To deny that consumers may make mistakes would be unreasonable—they are, after all, humans. But to hold consumers to an idealized standard of global, all-considering optimization would also be unreasonable. There exist cases where the apparent energy savings from improved efficiency more than offsets the additional upfront cost, yet consumers do not choose those appliances—there is an energy efficiency gap on the consumer side. Note that mistakes are not necessarily only in one direction. Some consumers may overinvest in energy efficiency that does not pay back (i.e., because they have low utilization rates), which complicates the consumer benefits that derive from tighter standards.

Substantial literature has sought to examine whether consumers make systematic mistakes due to some combination of these factors. Empirical evidence remains mixed (see, e.g., Allcott and Greenstone [2012] and Gerarden et al. [2017]). Moreover, the case for underinvestment in efficiency varies substantially across types of products or equipment. For example, many products lack official energy efficiency labels, making it much more plausible that consumers make poor choices. For some products, energy consumption is a small part of the total cost of ownership. This makes it more plausible that consumers might ignore energy efficiency when making choices, perhaps even as a rational approach to minimize hassle and effort (Sallee, 2014). Likewise, the buyers’ sophistication is likely to vary across products, particularly when buyers are themselves businesses.

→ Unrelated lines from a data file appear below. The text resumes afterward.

// Copyright (c) 2025 Erick Bourgeois, firestoned
// SPDX-License-Identifier: MIT

//! CRD YAML Generator
//!
//! Writes the `DNSZone` CustomResourceDefinition derived from src/crd.rs to
//! deploy/crds/, so the manifest never drifts from the Rust types.
//!
//! Usage:
//!   cargo run --bin crdgen

use anyhow::{Context, Result};
use hostzone::crd::DNSZone;
use kube::CustomResourceExt;
use std::fs;
use std::path::Path;

const COPYRIGHT_HEADER: &str = "# Copyright (c) 2025 Erick Bourgeois, firestoned
# SPDX-License-Identifier: MIT
#
# This file is AUTO-GENERATED from src/crd.rs
# DO NOT EDIT MANUALLY - Run `cargo run --bin crdgen` to regenerate
#
";

fn main() -> Result<()> {
    let output_dir = Path::new("deploy/crds");
    fs::create_dir_all(output_dir)
        .with_context(|| format!("Failed to create {}", output_dir.display()))?;

    println!("Generating CRD YAML from src/crd.rs...");

    generate_crd::<DNSZone>("dnszones.crd.yaml", output_dir)?;

    println!("Next: kubectl apply -f deploy/crds/");
    Ok(())
}

fn generate_crd<T>(filename: &str, output_dir: &Path) -> Result<()>
where
    T: CustomResourceExt,
{
    let yaml = serde_yaml::to_string(&T::crd()).context("Failed to serialize CRD")?;
    let output_path = output_dir.join(filename);

    fs::write(&output_path, format!("{COPYRIGHT_HEADER}{yaml}"))
        .with_context(|| format!("Failed to write {}", output_path.display()))?;

    println!("  Generated {}", output_path.display());
    Ok(())
}
// Copyright (c) 2025 Erick Bourgeois, firestoned
// SPDX-License-Identifier: MIT

//! Shared context for the `DNSZone` controller.
//!
//! The controller hands an `Arc<Context>` to every reconcile pass. It holds
//! the two collaborators a pass talks to:
//! - the resource store, for reading the resource and writing finalizers and status
//! - the zone manager, for every DNS provider call

use crate::reconcilers::store::ZoneStore;
use crate::route53::ZoneManager;
use std::fmt;
use std::sync::Arc;
use std::time::Duration;

/// Shared context passed to the controller.
#[derive(Clone)]
pub struct Context {
    /// Declared resource store
    pub store: Arc<dyn ZoneStore>,

    /// Hosted zone operations against the configured provider
    pub zones: ZoneManager,

    /// Upper bound on one reconcile pass
    pub reconcile_timeout: Duration,
}

impl Context {
    #[must_use]
    pub fn new(store: Arc<dyn ZoneStore>, zones: ZoneManager, reconcile_timeout: Duration) -> Self {
        Self {
            store,
            zones,
            reconcile_timeout,
        }
    }
}

impl fmt::Debug for Context {
    fn fmt(&self, f: &mut fmt::Formatter<'_>) -> fmt::Result {
        f.debug_struct("Context")
            .field("zones", &self.zones)
            .field("reconcile_timeout", &self.reconcile_timeout)
            .finish_non_exhaustive()
    }
}
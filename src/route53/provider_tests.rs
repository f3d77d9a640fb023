// Copyright (c) 2025 Erick Bourgeois, firestoned
// SPDX-License-Identifier: MIT

//! Unit tests for `provider.rs`

#[cfg(test)]
mod tests {
    use super::super::*;
    use aws_sdk_route53::error::ErrorMetadata;
    use aws_sdk_route53::operation::get_hosted_zone::GetHostedZoneError;
    use aws_sdk_route53::operation::list_hosted_zones::ListHostedZonesError;

    fn service_error(code: &str) -> SdkError<ListHostedZonesError, ()> {
        SdkError::service_error(
            ListHostedZonesError::generic(ErrorMetadata::builder().code(code).build()),
            (),
        )
    }

    #[test]
    fn test_trim_hosted_zone_id() {
        assert_eq!(trim_hosted_zone_id("/hostedzone/Z123ABC"), "Z123ABC");
        assert_eq!(trim_hosted_zone_id("Z123ABC"), "Z123ABC");
    }

    #[test]
    fn test_throttling_is_unavailable() {
        let err = classify_sdk_error("ListHostedZones", "*", &service_error("Throttling"));
        assert!(matches!(err, ZoneError::ProviderUnavailable { .. }));
        assert!(err.is_transient());

        let err = classify_sdk_error(
            "ListHostedZones",
            "*",
            &service_error("PriorRequestNotComplete"),
        );
        assert!(err.is_transient());
    }

    #[test]
    fn test_unknown_service_error_is_rejection() {
        let err = classify_sdk_error("ListHostedZones", "*", &service_error("InvalidInput"));
        assert!(matches!(
            err,
            ZoneError::ProviderRejected { ref operation, .. } if operation == "ListHostedZones"
        ));
        assert!(!err.is_transient());
    }

    #[test]
    fn test_no_such_hosted_zone_is_not_found() {
        let err: SdkError<GetHostedZoneError, ()> = SdkError::service_error(
            GetHostedZoneError::generic(ErrorMetadata::builder().code("NoSuchHostedZone").build()),
            (),
        );
        let err = classify_sdk_error("GetHostedZone", "Z9", &err);
        assert!(err.is_not_found());
        assert_eq!(err, ZoneError::zone_not_found("Z9"));
    }

    #[test]
    fn test_timeout_is_unavailable() {
        let err: SdkError<ListHostedZonesError, ()> =
            SdkError::timeout_error(std::io::Error::other("deadline elapsed"));
        let err = classify_sdk_error("ListHostedZones", "*", &err);
        assert!(matches!(err, ZoneError::ProviderUnavailable { .. }));
    }

    #[test]
    fn test_to_delegation_set_handles_missing_set() {
        assert_eq!(to_delegation_set(None), DelegationSet::default());
    }

    #[test]
    fn test_to_aws_record_set_carries_values() {
        let servers = vec!["ns-1.awsdns-01.org".to_string(), "ns-2.awsdns-02.com".to_string()];
        let set = ResourceRecordSet::ns("app.example.com", 300, &servers);
        let aws = to_aws_record_set("ChangeResourceRecordSets", &set).unwrap();

        assert_eq!(aws.name(), "app.example.com");
        assert_eq!(*aws.r#type(), RrType::Ns);
        assert_eq!(aws.ttl(), Some(300));
        let values: Vec<&str> = aws.resource_records().iter().map(|r| r.value()).collect();
        assert_eq!(values, vec!["ns-1.awsdns-01.org", "ns-2.awsdns-02.com"]);
    }
}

It is hard to imagine, for example, that supermarket chains are inattentive to the operating costs of commercial refrigeration.

In sum, there is compelling evidence from many domains that consumers do not always choose the options that seem to offer the lowest overall cost. However, the evidence around the energy efficiency gap is more mixed (Allcott and Greenstone, 2012), and there are strong reasons to suspect that mistakes vary substantially across products. Small firms may not have energy managers (Janda et al., 2014), while even owners or managers of large commercial buildings where the former may be tenants often have no knowledge of the size of the energy bills of their properties (NRC, 2010, p. 101). Either might avail themselves of demand-side management (DSM) provided or encouraged by utilities, discussed in Chapter 5, or continuous commissioning discussed in Chapter 3, among other services. Considering all this, the committee’s recommendation is for the DOE process to engage more robustly with these issues and attempt a more significant context-specific quantification of any market mistakes.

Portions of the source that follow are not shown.